Energy Efficient Artificial Olfactory System with Integrated Sensing and Computing Capabilities for Food Spoilage Detection

Abstract Artificial olfactory systems (AOSs) that mimic biological olfactory systems are of great interest. However, most existing AOSs suffer from high energy consumption levels and latency issues due to data conversion and transmission. In this work, an energy‐ and area‐efficient AOS based on near‐sensor computing is proposed. The AOS efficiently integrates an array of sensing units (merged field effect transistor (FET)‐type gas sensors and amplifier circuits) and an AND‐type nonvolatile memory (NVM) array.
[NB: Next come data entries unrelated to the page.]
//! Minimal wisp example: JSON endpoints and a templated page behind an
//! access logger.
//!
//! Run with:
//!   RUST_LOG=info cargo run --example basic
//!
//! Try:
//!   curl http://localhost:3000/users/42
//!   curl -X POST http://localhost:3000/users -d '{"name":"alice"}'
//!   curl -X DELETE http://localhost:3000/users/42
//!   curl http://localhost:3000/hello/alice

use std::path::{Path, PathBuf};
use std::sync::Arc;

use http::StatusCode;
use serde_json::{Value, json};
use wisp::middleware::log::{DateFormat, LogHandler, LogOptions, WriterSink};
use wisp::middleware::template::{self, TemplateHandler};
use wisp::template::{Template, TemplateCompiler, TemplateRegistry};
use wisp::{BoxError, BoxFuture, BoxWriter, Handler, Request, Response, ResponseWriter, Router, Server};

#[tokio::main]
async fn main() {
    tracing_subscriber::fmt::init();

    let dir = std::env::temp_dir().join("wisp-demo");
    std::fs::create_dir_all(&dir).expect("create template dir");
    std::fs::write(dir.join("hello.html"), "<h1>Hello, {{name}}!</h1>\n").expect("write template");

    let registry = TemplateRegistry::new();
    registry.register_compiler("html", Substitute);
    let compiled = registry.compile_dir(&dir, false).expect("compile templates");
    tracing::info!(compiled, "templates ready");

    let app = Router::new()
        .get("/users/{id}",    get_user)
        .post("/users",        create_user)
        .delete("/users/{id}", delete_user)
        .get("/hello/{name}",  Hello(dir.join("hello.html")));

    let options = LogOptions::new("%s %s %d %s %.3f [%s] %s")
        .tokens(["method", "url", "status", "res[Content-Length]", "response-time", "date", "tenant"])
        .custom_token("tenant", |_, req: &Request| req.header("x-tenant").unwrap_or("-").to_owned())
        .date_format(DateFormat::pattern("%d/%b/%Y:%H:%M:%S %z").expect("valid date pattern"))
        .sink(WriterSink::stdout());

    let app = LogHandler::new(TemplateHandler::new(app, Arc::new(registry)), options);

    Server::bind("0.0.0.0:3000")
        .serve(app)
        .await
        .expect("server error");
}

// GET /users/{id}
async fn get_user(req: Request) -> Response {
    let id = req.param("id").unwrap_or("unknown");
    Response::json(json!({ "id": id, "name": "alice" }).to_string())
}

// POST /users
async fn create_user(req: Request) -> Response {
    if req.body().is_empty() {
        return Response::status(StatusCode::BAD_REQUEST);
    }
    Response::builder()
        .status(StatusCode::CREATED)
        .header("location", "/users/99")
        .json(r#"{"id":"99","name":"new_user"}"#)
}

// DELETE /users/{id} → 204 No Content
async fn delete_user(_req: Request) -> StatusCode {
    StatusCode::NO_CONTENT
}

// GET /hello/{name}: writes straight into the chain instead of returning a value.
struct Hello(PathBuf);

impl Handler for Hello {
    fn serve<'a>(&'a self, w: &'a mut BoxWriter, req: &'a Request) -> BoxFuture<'a> {
        Box::pin(async move {
            let data = json!({ "name": req.param("name").unwrap_or("world") });
            if let Err(e) = template::render(w, &self.0, &data) {
                tracing::error!("render failed: {e}");
                w.write_status(StatusCode::INTERNAL_SERVER_ERROR);
            }
        })
    }
}

/// A toy engine: `{{key}}` is replaced by the matching top-level field.
struct Substitute;

struct Compiled(String);

impl TemplateCompiler for Substitute {
    fn compile(&self, path: &Path) -> Result<Arc<dyn Template>, BoxError> {
        Ok(Arc::new(Compiled(std::fs::read_to_string(path)?)))
    }
}

impl Template for Compiled {
    fn render(&self, w: &mut dyn ResponseWriter, data: &Value) -> Result<(), BoxError> {
        let mut out = self.0.clone();
        if let Some(fields) = data.as_object() {
            for (key, value) in fields {
                let value = value.as_str().map_or_else(|| value.to_string(), str::to_owned);
                out = out.replace(&format!("{{{{{key}}}}}"), &value);
            }
        }
        w.write(out.as_bytes())?;
        Ok(())
    }
}
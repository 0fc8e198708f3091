//! Log tokens and their resolution against a finished (or in-flight) request.

use std::borrow::Cow;
use std::convert::Infallible;
use std::fmt;
use std::str::FromStr;
use std::time::Duration;

use chrono::{DateTime, FixedOffset};
use http::Version;

use super::LogOptions;
use super::printf::TokenValue;
use crate::middleware::status::StatusWriter;
use crate::request::Request;
use crate::writer::{ResponseWriter, find_layer};

/// What an unresolvable token renders as.
pub const UNKNOWN: &str = "?";

/// A named placeholder in a log format.
///
/// Built-in names map to fixed variants. `req[Name]` and `res[Name]` select a
/// request or response header. Anything else is looked up among the custom
/// tokens of [`LogOptions`] when the line is rendered.
#[derive(Clone, Debug, PartialEq, Eq)]
pub enum Token {
    /// `http-version`: `major.minor` of the request protocol.
    HttpVersion,
    /// `response-time`: seconds since the request entered the logger.
    ResponseTime,
    /// `remote-addr`: the peer IP, without the port. Register a custom token
    /// reading [`Request::remote_addr`] to log `ip:port`.
    RemoteAddr,
    /// `date`: the current time in the configured [`DateFormat`](super::DateFormat).
    Date,
    Method,
    /// `url`: path and query of the request target. Scheme and authority of
    /// an absolute-form target (as HTTP/2 requests carry) are left out.
    Url,
    /// `referrer` or `referer`.
    Referrer,
    UserAgent,
    /// `status`: the captured status code, `0` if none yet.
    Status,
    RequestHeader(Cow<'static, str>),
    /// Only headers present in the writer chain's header map are visible;
    /// anything the transport adds after the handler returns is not.
    ResponseHeader(Cow<'static, str>),
    Custom(String),
}

impl Token {
    /// Parses a token name. Never fails: unknown names become [`Token::Custom`].
    pub fn parse(name: &str) -> Self {
        match name {
            "http-version" => Self::HttpVersion,
            "response-time" => Self::ResponseTime,
            "remote-addr" => Self::RemoteAddr,
            "date" => Self::Date,
            "method" => Self::Method,
            "url" => Self::Url,
            "referrer" | "referer" => Self::Referrer,
            "user-agent" => Self::UserAgent,
            "status" => Self::Status,
            _ => header_token(name).unwrap_or_else(|| Self::Custom(name.to_owned())),
        }
    }

    pub(crate) fn resolve(&self, ctx: &RequestContext<'_>) -> TokenValue {
        let req = ctx.request;
        match self {
            Self::HttpVersion => http_version(req.version()).into(),
            Self::ResponseTime => TokenValue::Float(ctx.elapsed.as_secs_f64()),
            Self::RemoteAddr => req.remote_addr().ip().to_string().into(),
            Self::Date => ctx.options.date_format.render(&ctx.now).into(),
            Self::Method => req.method().as_str().into(),
            Self::Url => match req.uri().path_and_query() {
                Some(target) => target.as_str().into(),
                None => req.uri().to_string().into(),
            },
            Self::Referrer => req.referrer().into(),
            Self::UserAgent => req.user_agent().into(),
            Self::Status => {
                let status = find_layer::<StatusWriter>(ctx.writer).and_then(StatusWriter::status);
                TokenValue::Int(status.map_or(0, |s| i64::from(s.as_u16())))
            }
            Self::RequestHeader(name) => req.header(name).unwrap_or("").into(),
            Self::ResponseHeader(name) => ctx.writer.headers()
                .get(&**name)
                .and_then(|v| v.to_str().ok())
                .unwrap_or("")
                .into(),
            Self::Custom(name) => match ctx.options.custom.get(name) {
                Some(f) => f(ctx.writer, req).into(),
                None => UNKNOWN.into(),
            },
        }
    }
}

/// Matches `req[Name]` / `res[Name]`; the name is non-empty and has no `]`.
fn header_token(name: &str) -> Option<Token> {
    let (side, rest) = name.split_at_checked(3)?;
    let header = rest.strip_prefix('[')?.strip_suffix(']')?;
    if header.is_empty() || header.contains(']') {
        return None;
    }
    let header = Cow::Owned(header.to_owned());
    match side {
        "req" => Some(Token::RequestHeader(header)),
        "res" => Some(Token::ResponseHeader(header)),
        _ => None,
    }
}

fn http_version(version: Version) -> &'static str {
    const VERSIONS: [(Version, &str); 5] = [
        (Version::HTTP_09, "0.9"),
        (Version::HTTP_10, "1.0"),
        (Version::HTTP_11, "1.1"),
        (Version::HTTP_2, "2.0"),
        (Version::HTTP_3, "3.0"),
    ];
    VERSIONS.iter()
        .find(|(v, _)| *v == version)
        .map_or(UNKNOWN, |(_, s)| *s)
}

impl FromStr for Token {
    type Err = Infallible;

    fn from_str(s: &str) -> Result<Self, Self::Err> {
        Ok(Self::parse(s))
    }
}

impl From<&str> for Token {
    fn from(s: &str) -> Self {
        Self::parse(s)
    }
}

impl fmt::Display for Token {
    fn fmt(&self, f: &mut fmt::Formatter<'_>) -> fmt::Result {
        match self {
            Self::HttpVersion => f.write_str("http-version"),
            Self::ResponseTime => f.write_str("response-time"),
            Self::RemoteAddr => f.write_str("remote-addr"),
            Self::Date => f.write_str("date"),
            Self::Method => f.write_str("method"),
            Self::Url => f.write_str("url"),
            Self::Referrer => f.write_str("referrer"),
            Self::UserAgent => f.write_str("user-agent"),
            Self::Status => f.write_str("status"),
            Self::RequestHeader(name) => write!(f, "req[{name}]"),
            Self::ResponseHeader(name) => write!(f, "res[{name}]"),
            Self::Custom(name) => f.write_str(name),
        }
    }
}

/// Everything a token may read: the request, the writer chain head, and the
/// timing captured when the line is emitted.
pub(crate) struct RequestContext<'a> {
    pub(crate) writer: &'a dyn ResponseWriter,
    pub(crate) request: &'a Request,
    pub(crate) options: &'a LogOptions,
    pub(crate) elapsed: Duration,
    pub(crate) now: DateTime<FixedOffset>,
}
The signals of the sensing units are directly connected to the NVM array and are computed in memory, and the meaningful linear combinations of signals are output as bit line currents. The AOS is designed to detect food spoilage by employing thin zinc oxide films as gas‐sensing materials, and it exhibits low detection limits for H2S and NH3 gases (0.01 ppm), which are high‐protein food spoilage markers. As a proof of concept, monitoring the entire spoilage process of chicken tenderloin is demonstrated. The system can continuously track freshness scores and food conditions throughout the spoilage process. The proposed AOS platform is applicable to various applications due to its ability to change the sensing temperature and programmable NVM cells.